蒼い空の下で愛を誓う〜飛行機を降りたパイロットはただ君を好きなだけの男〜
「このまま今日を終わらせたら絶対に後悔する。だから今日は引き下がるわけには行かない」

いつもよりも強引な彼の態度に驚く。でもそれほどに私は思われているのかもと思うと胸の奥が疼く。
いつのまにか彼に手を引かれるとまた歩き出していた。通りでタクシーを拾うと行き先を告げている。乗り込んでからも彼は私の手を離してくれない。何が起こったのかわからないままタクシーはあっという間にマンションに到着した。
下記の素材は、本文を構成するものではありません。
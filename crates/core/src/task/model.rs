//! Task model definitions

use serde::{Deserialize, Serialize};
use serde_json::Value;

use crate::{Error, Result};

/// Task priority level
///
/// Variant order is the sort rank: `Low < Medium < High`.
#[derive(Debug, Clone, Copy, PartialEq, Eq, PartialOrd, Ord, Serialize, Deserialize)]
#[serde(rename_all = "snake_case")]
pub enum Priority {
    Low,
    Medium,
    High,
}

impl Default for Priority {
    fn default() -> Self {
        Self::Medium
    }
}

impl Priority {
    /// The keyword used in the storage format
    pub fn as_str(self) -> &'static str {
        match self {
            Self::Low => "low",
            Self::Medium => "medium",
            Self::High => "high",
        }
    }

    /// Parse a storage-format keyword
    pub fn parse(value: &str) -> Option<Self> {
        match value {
            "low" => Some(Self::Low),
            "medium" => Some(Self::Medium),
            "high" => Some(Self::High),
            _ => None,
        }
    }
}

/// A single to-do item
#[derive(Debug, Clone, PartialEq, Eq, Serialize, Deserialize)]
pub struct Task {
    pub text: String,
    #[serde(default)]
    pub due_date: Option<String>,
    #[serde(default)]
    pub priority: Priority,
    #[serde(default)]
    pub completed: bool,
}

impl Task {
    /// Create a new task with the given text
    ///
    /// No validation happens here; the store validates before insertion.
    pub fn new(text: impl Into<String>) -> Self {
        Self {
            text: text.into(),
            due_date: None,
            priority: Priority::default(),
            completed: false,
        }
    }

    /// Set the due date
    pub fn with_due_date(mut self, due_date: impl Into<String>) -> Self {
        self.due_date = Some(due_date.into());
        self
    }

    /// Set the priority
    pub fn with_priority(mut self, priority: Priority) -> Self {
        self.priority = priority;
        self
    }

    /// Set the completed flag
    pub fn with_completed(mut self, completed: bool) -> Self {
        self.completed = completed;
        self
    }

    /// Parse one storage record
    ///
    /// Missing `due_date`, `priority` and `completed` fall back to their
    /// defaults; a record without `text` is malformed.
    pub fn from_record(record: Value) -> Result<Self> {
        serde_json::from_value(record).map_err(|e| Error::MalformedRecord(e.to_string()))
    }
}

/// Check that a due date has the `YYYY-MM-DD` shape.
///
/// Shape only: exactly three dash-separated numeric segments of widths
/// 4, 2 and 2. Calendar validity is not checked, so `2024-99-99` passes.
pub fn is_valid_date(value: &str) -> bool {
    if value.len() != 10 {
        return false;
    }
    let segments: Vec<&str> = value.split('-').collect();
    if segments.len() != 3 {
        return false;
    }
    if segments[0].len() != 4 || segments[1].len() != 2 || segments[2].len() != 2 {
        return false;
    }
    segments.iter().all(|s| s.parse::<u32>().is_ok())
}

#[cfg(test)]
mod tests {
    use super::*;
    use serde_json::json;

    #[test]
    fn test_create_task() {
        let task = Task::new("Test task");
        assert_eq!(task.text, "Test task");
        assert!(task.due_date.is_none());
        assert_eq!(task.priority, Priority::Medium);
        assert!(!task.completed);
    }

    #[test]
    fn test_task_builders() {
        let task = Task::new("Test task")
            .with_due_date("2024-06-01")
            .with_priority(Priority::High)
            .with_completed(true);

        assert_eq!(task.due_date, Some("2024-06-01".to_string()));
        assert_eq!(task.priority, Priority::High);
        assert!(task.completed);
    }

    #[test]
    fn test_serialize_shape() {
        let task = Task::new("Test task");
        let value = serde_json::to_value(&task).unwrap();

        // Absent due date is written as an explicit null
        assert_eq!(value["due_date"], Value::Null);
        assert_eq!(value["priority"], json!("medium"));
        assert_eq!(value["completed"], json!(false));
    }

    #[test]
    fn test_record_round_trip() {
        let task = Task::new("Süt al")
            .with_due_date("2024-12-31")
            .with_priority(Priority::Low)
            .with_completed(true);

        let value = serde_json::to_value(&task).unwrap();
        let parsed = Task::from_record(value).unwrap();
        assert_eq!(parsed, task);
    }

    #[test]
    fn test_from_record_defaults_missing_fields() {
        let task = Task::from_record(json!({ "text": "bare" })).unwrap();
        assert_eq!(task.text, "bare");
        assert!(task.due_date.is_none());
        assert_eq!(task.priority, Priority::Medium);
        assert!(!task.completed);
    }

    #[test]
    fn test_from_record_missing_text() {
        let result = Task::from_record(json!({ "priority": "high" }));
        match result {
            Err(Error::MalformedRecord(_)) => {}
            other => panic!("Expected MalformedRecord, got: {:?}", other),
        }
    }

    #[test]
    fn test_from_record_wrong_type() {
        let result = Task::from_record(json!({ "text": 42 }));
        assert!(matches!(result, Err(Error::MalformedRecord(_))));
    }

    #[test]
    fn test_priority_keywords() {
        assert_eq!(Priority::parse("high"), Some(Priority::High));
        assert_eq!(Priority::parse("HIGH"), None);
        assert_eq!(Priority::Low.as_str(), "low");
    }

    #[test]
    fn test_priority_rank() {
        assert!(Priority::Low < Priority::Medium);
        assert!(Priority::Medium < Priority::High);
    }

    #[test]
    fn test_valid_date_shapes() {
        assert!(is_valid_date("2024-01-05"));
        // Shape check only, not a calendar check
        assert!(is_valid_date("2024-99-99"));
    }

    #[test]
    fn test_invalid_date_shapes() {
        // Wrong segment widths
        assert!(!is_valid_date("2024-1-5"));
        assert!(!is_valid_date("24-01-0005"));
        // Wrong length or separator count
        assert!(!is_valid_date("2024-01-5"));
        assert!(!is_valid_date("2024/01/05"));
        assert!(!is_valid_date("2024-01-05-"));
        // Non-numeric segments
        assert!(!is_valid_date("20a4-01-05"));
        assert!(!is_valid_date("2024-01-0x"));
        assert!(!is_valid_date(""));
    }
}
「ここは俺のマンション。何もしないと約束するから話がしたい」

彼の強い気持ちに押され、私は頷いた。
入り口のオートロックを解除しエントランスに入ると、まっすぐにエレベーターへと向かった。
彼に案内されたのは5階の角部屋。
玄関を入ると中はシックな色でまとめられており、彼の雰囲気にとても合っていた。
黒い革張りのソファに案内されると彼は一度キッチンに行き、コーヒーを淹れてきてくれた。

「強引に連れてきてすまなかった」

私の前に立つと彼は反省の言葉をかけてきた。

「でも、どうしても今日話さないといけないと思ったんだ。今日を逃したらきっと君はもう俺と話してくれないだろう?」

そうかもしれない。私の中で桐生さんは雲の上のような存在だと思ったから、そんな彼にこれ以上惹かれないように私は身を引いたと思う。